There has been some pressure to head to a coast — "People always ask us why we're not in LA," says Minow — but First Punch has no plans to leave.

"St. Louis is poised to be a really great metropolis, but there's all this professional flight." Minow says, acknowledging the Gateway to the West's half-century-and-counting tale of woe. "All these young people who leave for bigger cities because that's where the opportunities are. One of our goals is to be completely homegrown. To make things here and stay. The talent is here. We just need it to stay."

The partners say they've found plenty of work. Sometimes, it's paid commissions, but not always. "We never stop working," says Frank. "Even if we don't have any paying jobs coming in, and there's a lull, we work on our own stuff.
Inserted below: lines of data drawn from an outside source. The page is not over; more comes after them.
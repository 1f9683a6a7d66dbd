//! Integration tests for the front end.
//!
//! These tests drive the public API the way a consumer would: source text
//! goes in, and either the rendered tree or rendered diagnostics come out.

use std::rc::Rc;

use expect_test::expect;
use graphene::{
    ast::{ast::Expr, visitor::SExprPrinter},
    errors::errors::{render_diagnostics, Phase},
    lexer::lexer::tokenize,
    parse_source,
    parser::parser::parse,
    DEFAULT_FILE_NAME,
};

fn render_program(source: &str) -> String {
    parse_source(source, Some(String::from("prog.gph")))
        .unwrap()
        .iter()
        .map(|expr| format!("{}\n", expr))
        .collect()
}

#[test]
fn test_parse_full_program() {
    let source = r#"
fn fib(n: int): int
    if n < 2
        return n
    end
    return fib(n - 1) + fib(n - 2)
end

let mut i: int = 0
while i < 10
    i = i + 1
end

let greeting: string = "hi\tthere"
let apply: fn(fn(int): int, int): int
"#;

    expect![[r#"
        (let fib (fn int (int)) (fn int (n: int) ((if (< n 2) ((return n))) (return (+ (call fib (- n 1)) (call fib (- n 2)))))))
        (let mut i int 0)
        (while (< i 10) ((= i (+ i 1))))
        (let greeting string "hi\tthere")
        (let apply (fn int ((fn int (int)) int)) nil)
    "#]]
    .assert_eq(&render_program(source));
}

#[test]
fn test_parse_if_chain() {
    let source = "if x == 1\n  a\nelse if x == 2\n  b\nelse\n  c\nend\n";

    expect![[r#"
        (if (== x 1) (a) (elseif (== x 2) (b)) (else c))
    "#]]
    .assert_eq(&render_program(source));
}

#[test]
fn test_separate_passes_share_file_name() {
    let file = Rc::new(String::from("split.gph"));
    let (tokens, lines) = tokenize("let x: int = (1 + 2) * 3", Rc::clone(&file)).unwrap();
    let exprs = parse(&tokens, &lines, file).unwrap();

    assert_eq!(exprs.len(), 1);
    assert_eq!(exprs[0].accept(&mut SExprPrinter), "(let x int (* (+ 1 2) 3))");
}

#[test]
fn test_default_file_name() {
    let errors = parse_source("let = 1", None).unwrap_err();

    assert_eq!(errors[0].file(), DEFAULT_FILE_NAME);
    assert!(errors[0].to_string().contains(" --> shell:1:5"));
}

#[test]
fn test_lexical_errors_are_reported_together() {
    let errors = parse_source("let a: int = 1.2.3\nlet b: string = \"oops\\z\"", Some(String::from("bad.gph"))).unwrap_err();

    assert!(errors.iter().all(|error| error.phase() == Phase::Lexical));

    expect![[r#"
        error: too many dots in number literal
         --> bad.gph:1:14
          |
        1 | let a: int = 1.2.3
          |              ^ too many dots in number literal

        error: invalid escape character '\z'
         --> bad.gph:2:23
          |
        2 | let b: string = "oops\z"
          |                       ^ invalid escape character '\z'
    "#]]
    .assert_eq(&render_diagnostics(&errors));
}

#[test]
fn test_syntax_errors_after_recovery() {
    let source = "let x: int = 1\nlet y: = 2\nlet w: int = x +\nlet z: int = 3\nlet q: int = 4\nwhile q\n";
    let errors = parse_source(source, Some(String::from("bad.gph"))).unwrap_err();

    assert!(errors.iter().all(|error| error.phase() == Phase::Syntax));

    expect![[r#"
        error: unexpected token: expected "int" or "float" or "string" or "fn" got "="
         --> bad.gph:2:8
          |
        2 | let y: = 2
          |        ^ unexpected token: expected "int" or "float" or "string" or "fn" got "="

        error: expected expression
         --> bad.gph:4:1
          |
        4 | let z: int = 3
          | ^ expected expression

        error: unexpected token: expected "end" got end of input
         --> bad.gph:6:8
          |
        6 | while q
          |        ^ unexpected token: expected "end" got end of input
    "#]]
    .assert_eq(&render_diagnostics(&errors));
}

#[test]
fn test_tree_is_owned_and_comparable() {
    let first = parse_source("a + b * c", None).unwrap();
    let second = parse_source("a + (b * c)", None).unwrap();

    assert_ne!(first, second);
    assert_eq!(first[0].to_string(), second[0].to_string());
    assert!(matches!(first[0], Expr::Binary(_)));
}
//! Parser module for building an Abstract Syntax Tree (AST).
//!
//! This module contains the recursive-descent parser that transforms a
//! stream of tokens into a list of top-level expressions. Each grammar rule
//! is one function that defers to the next tighter rule:
//!
//! `return → while → if → let → fn → assignment → equality → comparison →
//! term → factor → unary → call → primary`
//!
//! It handles:
//!
//! - Declarations and control flow (`let`, `fn`, `if`, `while`, `return`)
//! - Operator precedence through layered binary rules
//! - Type annotations
//! - Error recovery by resynchronising at statement keywords

pub mod expr;
pub mod lookups;
pub mod parser;
pub mod stmt;
pub mod types;
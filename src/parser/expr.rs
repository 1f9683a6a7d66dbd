use crate::{
    ast::ast::Expr,
    errors::errors::DiagnosticKind,
    lexer::tokens::TokenKind,
};

use super::{
    lookups::{BindingPower, LITERAL_KINDS},
    parser::{ParseResult, Parser},
    stmt::parse_expr,
};

/// `name = value`, falling back to an equality expression.
///
/// This is the only rule that needs to look past its first token, so it
/// snapshots the cursor and rewinds when no `=` follows the identifier.
pub fn parse_assignment_expr(parser: &mut Parser) -> ParseResult<Expr> {
    let saved = parser.save();

    if let Some(name) = parser.match_kinds(&[TokenKind::Identifier]) {
        if parser.match_kinds(&[TokenKind::Assignment]).is_some() {
            let value = parse_expr(parser)?;
            return Ok(Expr::assignment(name.literal.clone(), value));
        }

        parser.restore(saved);
    }

    parse_binary_expr(parser, BindingPower::Equality)
}

fn parse_operand(parser: &mut Parser, bp: BindingPower) -> ParseResult<Expr> {
    match bp.next() {
        Some(next) => parse_binary_expr(parser, next),
        None => parse_prefix_expr(parser),
    }
}

/// Parses a left-associative chain of the operators bound at `bp`.
pub fn parse_binary_expr(parser: &mut Parser, bp: BindingPower) -> ParseResult<Expr> {
    let mut left = parse_operand(parser, bp)?;

    while let Some(operator) = parser.match_kinds(bp.operators()) {
        let right = parse_operand(parser, bp)?;
        left = Expr::binary(left, operator.clone(), right);
    }

    Ok(left)
}

pub fn parse_prefix_expr(parser: &mut Parser) -> ParseResult<Expr> {
    if let Some(operator) = parser.match_kinds(&[TokenKind::Dash, TokenKind::Not]) {
        parser.enter_nesting()?;
        let right = parse_prefix_expr(parser);
        parser.exit_nesting();

        return Ok(Expr::unary(operator.clone(), right?));
    }

    parse_call_expr(parser)
}

pub fn parse_call_expr(parser: &mut Parser) -> ParseResult<Expr> {
    let mut expr = parse_primary_expr(parser)?;

    while parser.match_kinds(&[TokenKind::OpenParen]).is_some() {
        let mut args = vec![];

        if !parser.check(TokenKind::CloseParen) {
            args.push(parse_expr(parser)?);
            while parser.match_kinds(&[TokenKind::Comma]).is_some() {
                args.push(parse_expr(parser)?);
            }
        }

        parser.expect(TokenKind::CloseParen)?;
        expr = Expr::call(expr, args);
    }

    Ok(expr)
}

pub fn parse_primary_expr(parser: &mut Parser) -> ParseResult<Expr> {
    if let Some(token) = parser.match_kinds(LITERAL_KINDS) {
        return Ok(Expr::literal(token.literal.clone(), token.kind));
    }

    if parser.match_kinds(&[TokenKind::OpenParen]).is_some() {
        return parse_grouping_expr(parser);
    }

    Err(parser.error_here(DiagnosticKind::ExpectedExpression))
}

/// The rest of a parenthesised expression, after its `(`.
pub fn parse_grouping_expr(parser: &mut Parser) -> ParseResult<Expr> {
    let inner = parse_expr(parser)?;
    parser.expect(TokenKind::CloseParen)?;

    Ok(Expr::grouping(inner))
}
We never stop."

The quartet's individual creative urges are always part of the mix; each member of the group has personal projects in various stages of production. But the constant flow of activity stems from a more basic instinct. "We can't sit stagnant," says Coffey. "It's when you sit stagnant that you start to get that attitude of not being busy, and you start to fall out of it."

The group's most substantial production to date, an eleven-minute short film called The Good Boy, has yet to see an official release.

The project originated at the St. Louis-based Center for Survivors of Torture and War Trauma, which won a Kresge Foundation grant to produce a film about gang involvement among local immigrant and refugee populations. The story was written by Mexican American immigrant kids; the majority of the actors are refugees from Somalia and Liberia. With the exception of a couple of film students from Chicago who were passing through and helped on one shot, every aspect of the movie production, from sound to costumes to editing, is the handiwork of First Punch and its St. Louis connections.

"If we were rooted in Cincinnati, it might be the same thing — I don't know," says Frank. "But this is where we're at."